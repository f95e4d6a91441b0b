// Wire formats and the extraction daemon.

pub mod dto;
pub mod server;
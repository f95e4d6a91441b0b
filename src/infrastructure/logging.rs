use tracing_subscriber::EnvFilter;

/// Default filter when neither `--log`, the config file nor `RUST_LOG` say
/// otherwise.
pub const DEFAULT_FILTER: &str = "warn";

/// Installs the global subscriber. Logs go to stderr so stdout carries only
/// JSON documents. Calling it twice is harmless.
pub fn init_logging(filter: Option<&str>) {
    let filter = match filter {
        Some(directives) => EnvFilter::new(directives),
        None => EnvFilter::try_from_default_env().unwrap_or_else(|_| EnvFilter::new(DEFAULT_FILTER)),
    };

    let _ = tracing_subscriber::fmt()
        .with_env_filter(filter)
        .with_writer(std::io::stderr)
        .with_target(false)
        .try_init();
}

▶ **Exercise details**
Every entry should be retyped exactly as shown.

▶ **Output below**
repository f95e4d6a91441b0b
// Wire formats and the extraction daemon.

pub mod dto;
pub mod server;
repository f95e4d6a91441b0b
filename src/infrastructure/logging.rs
use tracing_subscriber::EnvFilter;

/// Default filter when neither `--log`, the config file nor `RUST_LOG` say
/// otherwise.
pub const DEFAULT_FILTER: &str = "warn";

/// Installs the global subscriber. Logs go to stderr so stdout carries only
/// JSON documents. Calling it twice is harmless.
pub fn init_logging(filter: Option<&str>) {
    let filter = match filter {
        Some(directives) => EnvFilter::new(directives),
        None => EnvFilter::try_from_default_env().unwrap_or_else(|_| EnvFilter::new(DEFAULT_FILTER)),
    };

    let _ = tracing_subscriber::fmt()
        .with_env_filter(filter)
        .with_writer(std::io::stderr)
        .with_target(false)
        .try_init();
}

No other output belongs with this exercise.